Fig 2. Equation for nearest neighbor distance ratio.

SIFT Feature Extraction (get_features.m)

For each interest point, I will calculate its features based on the feature_width*feature_width region around it. Firstly, I will divide the square region into a 4x4 grid of cells, each feature_width/4. We need to generate a 1*8 feature vector for each cell. Using imgradient() provided by Matlab, we can easily calculate the direction and magnitude of gradient for each pixel. We accumulate the magnitude according to 8 different standart direction (Fig 3) and the accumulation values will be features for that particular call. Note: In my implementation, I will add the magnitude to two nearest directions instead of one.

Fig 3. Illustration of spatial of my SIFT and the 8 standard directions.

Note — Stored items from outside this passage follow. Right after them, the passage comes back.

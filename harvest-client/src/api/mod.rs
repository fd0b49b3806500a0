//! Endpoint wrappers outside the order service seam
//!
//! Thin request/response shaping on [`HttpClient`](crate::HttpClient); no
//! business rules live here.

mod admin;
mod auth;
mod catalog;
mod notifications;
mod reviews;

pub use catalog::HealthStatus;
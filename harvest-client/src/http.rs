//! HTTP client for the marketplace REST API

use std::time::Duration;

use reqwest::{Client, Method, RequestBuilder, StatusCode};
use serde::Serialize;
use serde::de::DeserializeOwned;
use serde_json::Value;

use crate::session::SessionContext;
use crate::{ClientConfig, ClientError, ClientResult};

/// HTTP client carrying the session's bearer token
#[derive(Debug, Clone)]
pub struct HttpClient {
    client: Client,
    base_url: String,
    session: SessionContext,
}

impl HttpClient {
    /// Create a new HTTP client from configuration
    pub fn new(config: &ClientConfig, session: SessionContext) -> ClientResult<Self> {
        let client = Client::builder()
            .timeout(Duration::from_secs(config.timeout))
            .build()
            .map_err(|e| ClientError::Config(format!("Failed to build HTTP client: {}", e)))?;

        Ok(Self {
            client,
            base_url: config.base_url.trim_end_matches('/').to_string(),
            session,
        })
    }

    pub fn session(&self) -> &SessionContext {
        &self.session
    }

    pub fn base_url(&self) -> &str {
        &self.base_url
    }

    fn url(&self, path: &str) -> String {
        format!("{}/{}", self.base_url, path.trim_start_matches('/'))
    }

    /// Request builder with the session token attached
    pub(crate) fn request(&self, method: Method, path: &str) -> RequestBuilder {
        let builder = self.client.request(method, self.url(path));
        match self.session.token() {
            Some(token) => builder.bearer_auth(token),
            None => builder,
        }
    }

    /// Request builder with an explicit token (used before a session exists)
    pub(crate) fn request_with_token(&self, method: Method, path: &str, token: &str) -> RequestBuilder {
        self.client.request(method, self.url(path)).bearer_auth(token)
    }

    /// Make a GET request
    pub async fn get<T: DeserializeOwned>(&self, path: &str) -> ClientResult<T> {
        self.execute(self.request(Method::GET, path)).await
    }

    /// Make a GET request with URL query parameters
    pub async fn get_query<T: DeserializeOwned, Q: Serialize + ?Sized>(
        &self,
        path: &str,
        query: &Q,
    ) -> ClientResult<T> {
        self.execute(self.request(Method::GET, path).query(query)).await
    }

    /// Make a POST request with JSON body
    pub async fn post<T: DeserializeOwned, B: Serialize + ?Sized>(
        &self,
        path: &str,
        body: &B,
    ) -> ClientResult<T> {
        self.execute(self.request(Method::POST, path).json(body)).await
    }

    /// Make a POST request without body
    pub async fn post_empty<T: DeserializeOwned>(&self, path: &str) -> ClientResult<T> {
        self.execute(self.request(Method::POST, path)).await
    }

    /// Make a PUT request with JSON body
    pub async fn put<T: DeserializeOwned, B: Serialize + ?Sized>(
        &self,
        path: &str,
        body: &B,
    ) -> ClientResult<T> {
        self.execute(self.request(Method::PUT, path).json(body)).await
    }

    /// Make a PUT request without body
    pub async fn put_empty<T: DeserializeOwned>(&self, path: &str) -> ClientResult<T> {
        self.execute(self.request(Method::PUT, path)).await
    }

    /// Make a DELETE request
    pub async fn delete<T: DeserializeOwned>(&self, path: &str) -> ClientResult<T> {
        self.execute(self.request(Method::DELETE, path)).await
    }

    /// Send a prepared request and decode the JSON body
    pub(crate) async fn execute<T: DeserializeOwned>(&self, request: RequestBuilder) -> ClientResult<T> {
        let response = request.send().await?;
        tracing::debug!(
            url = %response.url(),
            status = response.status().as_u16(),
            "HTTP response"
        );
        self.handle_response(response).await
    }

    /// Handle the HTTP response
    async fn handle_response<T: DeserializeOwned>(&self, response: reqwest::Response) -> ClientResult<T> {
        let status = response.status();

        if !status.is_success() {
            let text = response.text().await?;
            let detail = error_detail(&text);
            return match status {
                StatusCode::UNAUTHORIZED => {
                    tracing::warn!("Request rejected as unauthenticated, clearing session");
                    self.session.clear();
                    Err(ClientError::Unauthorized)
                }
                StatusCode::FORBIDDEN => Err(ClientError::Forbidden(detail)),
                StatusCode::NOT_FOUND => Err(ClientError::NotFound(detail)),
                StatusCode::BAD_REQUEST | StatusCode::UNPROCESSABLE_ENTITY => {
                    Err(ClientError::Validation(detail))
                }
                _ => Err(ClientError::Internal(detail)),
            };
        }

        let bytes = response.bytes().await?;
        serde_json::from_slice(&bytes).map_err(|e| {
            ClientError::InvalidResponse(format!("Unexpected response body: {}", e))
        })
    }
}

/// Human-readable message from an error body
///
/// The service answers `{"detail": "..."}`; request validation failures carry
/// a list of `{ "msg": ... }` objects instead.
fn error_detail(body: &str) -> String {
    let Ok(value) = serde_json::from_str::<Value>(body) else {
        return body.to_string();
    };
    match value.get("detail") {
        Some(Value::String(s)) => s.clone(),
        Some(Value::Array(items)) => items
            .iter()
            .map(|item| {
                item.get("msg")
                    .and_then(Value::as_str)
                    .map(str::to_string)
                    .unwrap_or_else(|| item.to_string())
            })
            .collect::<Vec<_>>()
            .join("; "),
        Some(other) => other.to_string(),
        None => body.to_string(),
    }
}
//! Money calculation helpers
//!
//! Prices travel as JSON numbers and are held as `Decimal` on the client.
//! Every derived amount is rounded to the currency minor unit.

use rust_decimal::prelude::*;

/// Rounding precision for monetary values (2 decimal places, half away from zero)
pub const DECIMAL_PLACES: u32 = 2;

/// Tolerance for monetary comparisons (0.01)
pub const MONEY_TOLERANCE: Decimal = Decimal::from_parts(1, 0, 0, false, 2);

/// Round a monetary value to the minor unit
#[inline]
pub fn round(value: Decimal) -> Decimal {
    value.round_dp_with_strategy(DECIMAL_PLACES, RoundingStrategy::MidpointAwayFromZero)
}

/// Price multiplied by quantity, rounded
#[inline]
pub fn line_total(price: Decimal, quantity: u32) -> Decimal {
    round(price * Decimal::from(quantity))
}

/// Whether two amounts agree within [`MONEY_TOLERANCE`]
pub fn approx_eq(a: Decimal, b: Decimal) -> bool {
    (a - b).abs() < MONEY_TOLERANCE
}
impl InMemoryMarket {
    pub fn new() -> Self {
        Self {
            state: Mutex::new(MarketState::default()),
            hub: None,
            latency: Duration::ZERO,
            cart_calls: AtomicU32::new(0),
            payment_calls: AtomicU32::new(0),
            payment_captures: AtomicU32::new(0),
            order_calls: AtomicU32::new(0),
        }
    }

    /// Emit notifications through `hub`
    pub fn with_hub(mut self, hub: MemoryHub) -> Self {
        self.hub = Some(hub);
        self
    }

    /// Delay every call by `latency`
    pub fn with_latency(mut self, latency: Duration) -> Self {
        self.latency = latency;
        self
    }

    // ========== Seeding ==========

    pub fn seed_user(&self, user: User) {
        self.state.lock().users.insert(user.id.clone(), user);
    }

    pub fn seed_buyer(&self, id: &str) -> User {
        let user = user(id, Role::Buyer);
        self.seed_user(user.clone());
        user
    }

    pub fn seed_farmer(&self, id: &str) -> User {
        let user = user(id, Role::Farmer);
        self.seed_user(user.clone());
        user
    }

    /// Approved listing
    pub fn seed_product(&self, id: &str, farmer_id: &str, name: &str, price: Decimal, stock: u32) {
        let product = Product {
            id: id.to_string(),
            farmer_id: farmer_id.to_string(),
            name: name.to_string(),
            category: "produce".to_string(),
            price,
            quantity: stock,
            description: String::new(),
            images: vec![],
            status: ModerationStatus::Approved,
            avg_rating: 0.0,
            review_count: 0,
            farmer: None,
            created_at: Some(Utc::now().naive_utc()),
            updated_at: None,
        };
        self.state.lock().products.insert(id.to_string(), product);
    }

    /// Calls are made as this user, as if their token were attached
    pub fn act_as(&self, user_id: &str) {
        self.state.lock().acting = Some(user_id.to_string());
    }

    pub fn sign_out(&self) {
        self.state.lock().acting = None;
    }

    pub fn product(&self, id: &str) -> Option<Product> {
        self.state.lock().products.get(id).cloned()
    }

    pub fn set_price(&self, product_id: &str, price: Decimal) {
        if let Some(p) = self.state.lock().products.get_mut(product_id) {
            p.price = price;
        }
    }

    pub fn set_status(&self, product_id: &str, status: ModerationStatus) {
        if let Some(p) = self.state.lock().products.get_mut(product_id) {
            p.status = status;
        }
    }

    /// Delete a listing; cart lines pointing at it stay behind
    pub fn remove_product(&self, product_id: &str) {
        self.state.lock().products.remove(product_id);
    }

    /// Report cart lines of removed products with no product instead of skipping them
    pub fn keep_orphaned_lines(&self, keep: bool) {
        self.state.lock().keep_orphaned_lines = keep;
    }

    // ========== Scripting ==========

    /// Queue the result of the next payment call
    pub fn script_payment(&self, result: PaymentResult) {
        self.state.lock().payments.push_back(Ok(result));
    }

    /// Queue a failure of the next payment call itself
    pub fn script_payment_error(&self, message: &str) {
        self.state
            .lock()
            .payments
            .push_back(Err(ClientError::Internal(message.to_string())));
    }

    pub fn fail_next_cart_fetch(&self, message: &str) {
        self.state.lock().faults.cart_fetch = Some(message.to_string());
    }

    pub fn fail_next_cart_clear(&self, message: &str) {
        self.state.lock().faults.cart_clear = Some(message.to_string());
    }

    pub fn fail_next_order_creation(&self, message: &str) {
        self.state.lock().faults.order_creation = Some(message.to_string());
    }

    pub fn fail_next_status_update(&self, message: &str) {
        self.state.lock().faults.status_update = Some(message.to_string());
    }

    // ========== Inspection ==========

    /// Cart mutations received (add, update, remove, clear)
    pub fn cart_calls(&self) -> u32 {
        self.cart_calls.load(Ordering::SeqCst)
    }

    pub fn payment_calls(&self) -> u32 {
        self.payment_calls.load(Ordering::SeqCst)
    }

    /// Successful payments
    pub fn payment_captures(&self) -> u32 {
        self.payment_captures.load(Ordering::SeqCst)
    }

    pub fn order_calls(&self) -> u32 {
        self.order_calls.load(Ordering::SeqCst)
    }

    pub fn orders(&self) -> Vec<Order> {
        self.state.lock().orders.clone()
    }

    /// Cart line count for a buyer, orphans included
    pub fn cart_len(&self, buyer_id: &str) -> usize {
        self.state
            .lock()
            .cart
            .iter()
            .filter(|l| l.buyer_id == buyer_id)
            .count()
    }

    pub fn last_idempotency_key(&self) -> Option<String> {
        self.state.lock().last_idempotency_key.clone()
    }

    async fn pause(&self) {
        if !self.latency.is_zero() {
            tokio::time::sleep(self.latency).await;
        }
    }

    fn notify(&self, notification: Notification) {
        if let Some(hub) = &self.hub {
            hub.emit_to_user(&notification.user_id, &notification);
        }
    }
}
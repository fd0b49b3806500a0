//! Payment Model

use serde::{Deserialize, Serialize};

/// Result of `POST /payment/process`
#[derive(Debug, Clone, PartialEq, Serialize, Deserialize)]
pub struct PaymentResult {
    pub success: bool,
    #[serde(default)]
    pub transaction_id: Option<String>,
    #[serde(default)]
    pub message: Option<String>,
}

impl PaymentResult {
    pub fn approved(transaction_id: impl Into<String>) -> Self {
        Self {
            success: true,
            transaction_id: Some(transaction_id.into()),
            message: Some("Payment processed successfully".into()),
        }
    }

    pub fn declined(message: impl Into<String>) -> Self {
        Self {
            success: false,
            transaction_id: None,
            message: Some(message.into()),
        }
    }
}
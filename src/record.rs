//! Records: the key=value fields extracted from one marker line, and the
//! tagged values they hold before and after aggregation.

use num_bigint::BigInt;
use num_traits::ToPrimitive;
use serde::ser::SerializeMap;
use serde::{Serialize, Serializer};
use std::fmt;

/// A single field value.
///
/// Parsing only ever produces `Scalar`. Grouping turns repeated fields into
/// `List`, and the reducer collapses lists into `Int` or `Float` (or back to
/// a `Scalar` when the list is not numeric).
#[derive(Debug, Clone, PartialEq)]
pub enum Value {
    Scalar(String),
    List(Vec<String>),
    Int(BigInt),
    Float(f64),
}

impl Value {
    /// Fold another occurrence of this field into the value.
    ///
    /// A list grows by the incoming items; anything else becomes a list of
    /// `[old, new]`. Lists never nest: an incoming list is flattened.
    pub fn append(&mut self, incoming: Value) {
        let items = incoming.into_items();
        match self {
            Value::List(existing) => existing.extend(items),
            other => {
                let mut list = std::mem::replace(other, Value::List(Vec::new())).into_items();
                list.extend(items);
                *other = Value::List(list);
            }
        }
    }

    fn into_items(self) -> Vec<String> {
        match self {
            Value::Scalar(s) => vec![s],
            Value::List(items) => items,
            other => vec![other.to_string()],
        }
    }
}

/// Scalars print verbatim, lists print as `['a', 'b']` with each item in
/// quoted-literal form, floats follow [`format_float`].
impl fmt::Display for Value {
    fn fmt(&self, f: &mut fmt::Formatter<'_>) -> fmt::Result {
        match self {
            Value::Scalar(s) => f.write_str(s),
            Value::List(items) => {
                f.write_str("[")?;
                for (i, item) in items.iter().enumerate() {
                    if i > 0 {
                        f.write_str(", ")?;
                    }
                    f.write_str(&quote_literal(item))?;
                }
                f.write_str("]")
            }
            Value::Int(n) => write!(f, "{n}"),
            Value::Float(x) => f.write_str(&format_float(*x)),
        }
    }
}

impl Serialize for Value {
    fn serialize<S: Serializer>(&self, serializer: S) -> Result<S::Ok, S::Error> {
        match self {
            Value::Scalar(s) => serializer.serialize_str(s),
            Value::List(items) => items.serialize(serializer),
            Value::Int(n) => match n.to_i64() {
                Some(small) => serializer.serialize_i64(small),
                None => serializer.serialize_str(&n.to_string()),
            },
            Value::Float(x) => serializer.serialize_f64(*x),
        }
    }
}

impl From<&str> for Value {
    fn from(s: &str) -> Self {
        Value::Scalar(s.to_string())
    }
}

/// Quote a string as a single-quoted literal (`'a'`), switching to double
/// quotes when the text holds a `'` but no `"`. Backslashes, the active
/// quote and control characters are escaped.
pub fn quote_literal(s: &str) -> String {
    let quote = if s.contains('\'') && !s.contains('"') {
        '"'
    } else {
        '\''
    };

    let mut out = String::with_capacity(s.len() + 2);
    out.push(quote);
    for c in s.chars() {
        match c {
            '\\' => out.push_str("\\\\"),
            '\t' => out.push_str("\\t"),
            '\n' => out.push_str("\\n"),
            '\r' => out.push_str("\\r"),
            c if c == quote => {
                out.push('\\');
                out.push(c);
            }
            c if c.is_control() => {
                let n = c as u32;
                if n < 0x100 {
                    out.push_str(&format!("\\x{n:02x}"));
                } else {
                    out.push_str(&format!("\\u{n:04x}"));
                }
            }
            c => out.push(c),
        }
    }
    out.push(quote);
    out
}

/// Format a float the way the benchmark tooling prints them: integral values
/// keep a trailing `.0`, very large or very small magnitudes switch to
/// exponent notation with a signed two-digit exponent (`1e+16`, `1.5e-05`).
pub fn format_float(x: f64) -> String {
    if x.is_nan() {
        return "nan".to_string();
    }
    if x.is_infinite() {
        return if x > 0.0 { "inf" } else { "-inf" }.to_string();
    }

    let magnitude = x.abs();
    if magnitude != 0.0 && !(1e-4..1e16).contains(&magnitude) {
        let sci = format!("{x:e}");
        return match sci.split_once('e') {
            Some((mantissa, exp)) => {
                let (sign, digits) = match exp.strip_prefix('-') {
                    Some(d) => ('-', d),
                    None => ('+', exp),
                };
                format!("{mantissa}e{sign}{digits:0>2}")
            }
            None => sci,
        };
    }

    if x.fract() == 0.0 {
        format!("{x:.1}")
    } else {
        format!("{x}")
    }
}

/// Field name to value, in first-seen field order.
///
/// Inserting a name that already exists overwrites the value but keeps the
/// field's original position.
#[derive(Debug, Clone, Default, PartialEq)]
pub struct Record {
    fields: Vec<(String, Value)>,
}

impl Record {
    pub fn new() -> Self {
        Self::default()
    }

    pub fn insert(&mut self, name: impl Into<String>, value: Value) {
        let name = name.into();
        match self.get_mut(&name) {
            Some(slot) => *slot = value,
            None => self.fields.push((name, value)),
        }
    }

    pub fn get(&self, name: &str) -> Option<&Value> {
        self.fields
            .iter()
            .find(|(field, _)| field == name)
            .map(|(_, value)| value)
    }

    pub fn get_mut(&mut self, name: &str) -> Option<&mut Value> {
        self.fields
            .iter_mut()
            .find(|(field, _)| field == name)
            .map(|(_, value)| value)
    }

    pub fn len(&self) -> usize {
        self.fields.len()
    }

    pub fn is_empty(&self) -> bool {
        self.fields.is_empty()
    }

    /// Field names in first-seen order.
    pub fn names(&self) -> impl Iterator<Item = &str> {
        self.fields.iter().map(|(name, _)| name.as_str())
    }

    pub fn iter(&self) -> impl Iterator<Item = (&str, &Value)> {
        self.fields.iter().map(|(name, value)| (name.as_str(), value))
    }

    pub fn values_mut(&mut self) -> impl Iterator<Item = (&str, &mut Value)> {
        self.fields
            .iter_mut()
            .map(|(name, value)| (name.as_str(), value))
    }

    /// Merge a later record of the same group into this one.
    ///
    /// Fields already present grow into lists; new fields are set as-is.
    /// Fields that only exist here are left untouched.
    pub fn merge(&mut self, later: Record) {
        for (name, value) in later.fields {
            match self.get_mut(&name) {
                Some(existing) => existing.append(value),
                None => self.fields.push((name, value)),
            }
        }
    }
}

impl Serialize for Record {
    fn serialize<S: Serializer>(&self, serializer: S) -> Result<S::Ok, S::Error> {
        let mut map = serializer.serialize_map(Some(self.len()))?;
        for (name, value) in self.iter() {
            map.serialize_entry(name, value)?;
        }
        map.end()
    }
}

impl<K: Into<String>, V: Into<Value>> FromIterator<(K, V)> for Record {
    fn from_iter<I: IntoIterator<Item = (K, V)>>(iter: I) -> Self {
        let mut record = Record::new();
        for (name, value) in iter {
            record.insert(name, value.into());
        }
        record
    }
}
//! CSV export of the final dataset.

use crate::dataset::Dataset;
use std::collections::HashSet;
use std::fs::File;
use std::io::Write;
use std::path::{Path, PathBuf};

/// Output dialect.
#[derive(Debug, Clone)]
pub struct ExportOptions {
    pub delimiter: u8,
}

impl Default for ExportOptions {
    fn default() -> Self {
        Self { delimiter: b',' }
    }
}

/// Columns to write: the explicit list verbatim, or every field name seen
/// in the dataset, in first-seen order.
pub fn columns_for(dataset: &Dataset, explicit: Option<&[String]>) -> Vec<String> {
    if let Some(columns) = explicit {
        return columns.to_vec();
    }

    let mut seen = HashSet::new();
    let mut columns = Vec::new();
    for record in dataset.records() {
        for name in record.names() {
            if seen.insert(name) {
                columns.push(name.to_string());
            }
        }
    }
    columns
}

/// Write the header and one row per record. Missing fields are empty cells,
/// fields outside `columns` are not written. A list that was never reduced
/// is written as `['a', 'b']`. Rows end in `\r\n` and cells
/// are quoted only when they contain the delimiter, a quote or a line break.
pub fn write_csv<W: Write>(
    writer: W,
    dataset: &Dataset,
    columns: &[String],
    options: &ExportOptions,
) -> Result<(), csv::Error> {
    let mut out = csv::WriterBuilder::new()
        .delimiter(options.delimiter)
        .terminator(csv::Terminator::CRLF)
        .from_writer(writer);

    out.write_record(columns)?;
    for record in dataset.records() {
        let row = columns.iter().map(|column| {
            record
                .get(column)
                .map(|value| value.to_string())
                .unwrap_or_default()
        });
        out.write_record(row)?;
    }
    out.flush()?;
    Ok(())
}

/// Write the CSV to `path`, replacing any existing file.
pub fn write_csv_file(
    path: &Path,
    dataset: &Dataset,
    columns: &[String],
    options: &ExportOptions,
) -> Result<(), ExportError> {
    let file = File::create(path).map_err(|e| ExportError::Create {
        path: path.to_path_buf(),
        source: e,
    })?;
    write_csv(file, dataset, columns, options).map_err(|e| ExportError::Write {
        path: path.to_path_buf(),
        source: e,
    })?;
    tracing::debug!(
        file = %path.display(),
        rows = dataset.len(),
        columns = columns.len(),
        "wrote CSV"
    );
    Ok(())
}

/// Errors from writing the output table.
#[derive(Debug)]
pub enum ExportError {
    Create {
        path: PathBuf,
        source: std::io::Error,
    },
    Write {
        path: PathBuf,
        source: csv::Error,
    },
}

impl std::fmt::Display for ExportError {
    fn fmt(&self, f: &mut std::fmt::Formatter<'_>) -> std::fmt::Result {
        match self {
            ExportError::Create { path, source } => {
                write!(f, "failed to create {}: {source}", path.display())
            }
            ExportError::Write { path, source } => {
                write!(f, "failed to write {}: {source}", path.display())
            }
        }
    }
}

impl std::error::Error for ExportError {
    fn source(&self) -> Option<&(dyn std::error::Error + 'static)> {
        match self {
            ExportError::Create { source, .. } => Some(source),
            ExportError::Write { source, .. } => Some(source),
        }
    }
}

#[cfg(test)]
mod tests {
    use super::*;
    use crate::dataset::Aggregator;
    use crate::parser::parse_line;
    use crate::reduce::{reduce, AggregateOp};
    use tempfile::tempdir;

    fn dataset(lines: &[&str], key: Option<&str>) -> Dataset {
        let mut agg = Aggregator::new(key.map(str::to_string));
        for line in lines {
            agg.add(parse_line(line, None)).unwrap();
        }
        agg.finish()
    }

    fn render(data: &Dataset, columns: &[String], options: &ExportOptions) -> String {
        let mut buf = Vec::new();
        write_csv(&mut buf, data, columns, options).unwrap();
        String::from_utf8(buf).unwrap()
    }

    fn strings(items: &[&str]) -> Vec<String> {
        items.iter().map(|s| s.to_string()).collect()
    }

    #[test]
    fn derived_columns_are_union_in_first_seen_order() {
        let data = dataset(&["b=1 a=2", "c=3 a=4", "d=5"], None);
        assert_eq!(columns_for(&data, None), strings(&["b", "a", "c", "d"]));
    }

    #[test]
    fn explicit_columns_are_used_verbatim() {
        let data = dataset(&["b=1 a=2"], None);
        let explicit = strings(&["z", "a"]);
        assert_eq!(columns_for(&data, Some(&explicit)), explicit);
    }

    #[test]
    fn missing_fields_become_empty_cells() {
        let data = dataset(&["a=1 b=2", "b=3"], None);
        let columns = strings(&["a", "b", "c"]);
        let csv = render(&data, &columns, &ExportOptions::default());
        assert_eq!(csv, "a,b,c\r\n1,2,\r\n,3,\r\n");
    }

    #[test]
    fn fields_outside_columns_are_skipped() {
        let data = dataset(&["a=1 b=2 c=3"], None);
        let columns = strings(&["c", "a"]);
        let csv = render(&data, &columns, &ExportOptions::default());
        assert_eq!(csv, "c,a\r\n3,1\r\n");
    }

    #[test]
    fn values_needing_quotes_are_quoted() {
        let data = dataset(&["name=a,b q=say\"hi\""], None);
        let columns = strings(&["name", "q"]);
        let csv = render(&data, &columns, &ExportOptions::default());
        assert_eq!(csv, "name,q\r\n\"a,b\",\"say\"\"hi\"\"\"\r\n");
    }

    #[test]
    fn unreduced_lists_are_written_as_quoted_item_lists() {
        let data = dataset(&["k=x v=10", "k=x v=20"], Some("k"));
        let columns = columns_for(&data, None);
        let csv = render(&data, &columns, &ExportOptions::default());
        assert_eq!(csv, "k,v\r\n\"['x', 'x']\",\"['10', '20']\"\r\n");
    }

    #[test]
    fn field_seen_once_stays_plain_beside_list_cells() {
        let data = dataset(&["k=x v=10", "k=x"], Some("k"));
        let csv = render(&data, &strings(&["k", "v"]), &ExportOptions::default());
        assert_eq!(csv, "k,v\r\n\"['x', 'x']\",10\r\n");
    }

    #[test]
    fn reduced_values_render_as_numbers() {
        let mut data = dataset(&["k=x v=10", "k=x v=20", "k=y v=7"], Some("k"));
        reduce(&mut data, Some(AggregateOp::Average));
        let columns = strings(&["k", "v"]);
        let csv = render(&data, &columns, &ExportOptions::default());
        assert_eq!(csv, "k,v\r\nx,15.0\r\ny,7\r\n");
    }

    #[test]
    fn custom_delimiter() {
        let data = dataset(&["a=1 b=2"], None);
        let options = ExportOptions { delimiter: b'\t' };
        let csv = render(&data, &strings(&["a", "b"]), &options);
        assert_eq!(csv, "a\tb\r\n1\t2\r\n");
    }

    #[test]
    fn write_csv_file_overwrites_existing_output() {
        let dir = tempdir().unwrap();
        let path = dir.path().join("out.csv");
        std::fs::write(&path, "stale content that is longer than the new table\n").unwrap();

        let data = dataset(&["a=1"], None);
        write_csv_file(&path, &data, &strings(&["a"]), &ExportOptions::default()).unwrap();
        assert_eq!(std::fs::read_to_string(&path).unwrap(), "a\r\n1\r\n");
    }

    #[test]
    fn unwritable_output_reports_path() {
        let data = dataset(&["a=1"], None);
        let err = write_csv_file(
            Path::new("/nonexistent/dir/out.csv"),
            &data,
            &strings(&["a"]),
            &ExportOptions::default(),
        )
        .unwrap_err();
        assert!(matches!(err, ExportError::Create { .. }));
        assert!(err.to_string().contains("/nonexistent/dir/out.csv"));
    }
}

%Generating the 1*8 feature vector for each cell
%Looping in the cell and use temp_feature to store the feature vector
%The magnitude of each gradient will contribute to the nearest two standard directions
temp_feature=zeros(1,8);
for xx=xi:xi+feature_width/4-1
    for yy=yi:yi+feature_width/4-1
        temp_feature(Gdir_range(yy,xx))=temp_feature(Gdir_range(yy,xx))  ...
        +Gmag(yy,xx)*cosd(Gdir(yy,xx)-45*(Gdir_range(yy,xx)-1)+180);
        temp_feature(mod(Gdir_range(yy,xx),8)+1)=temp_feature(mod(Gdir_range(yy,xx),8)+1) ...
        +Gmag(yy,xx)*cosd(-180+45*Gdir_range(yy,xx)-Gdir(yy,xx));
    end
end

Interest Point Detection (get_interest_points.m)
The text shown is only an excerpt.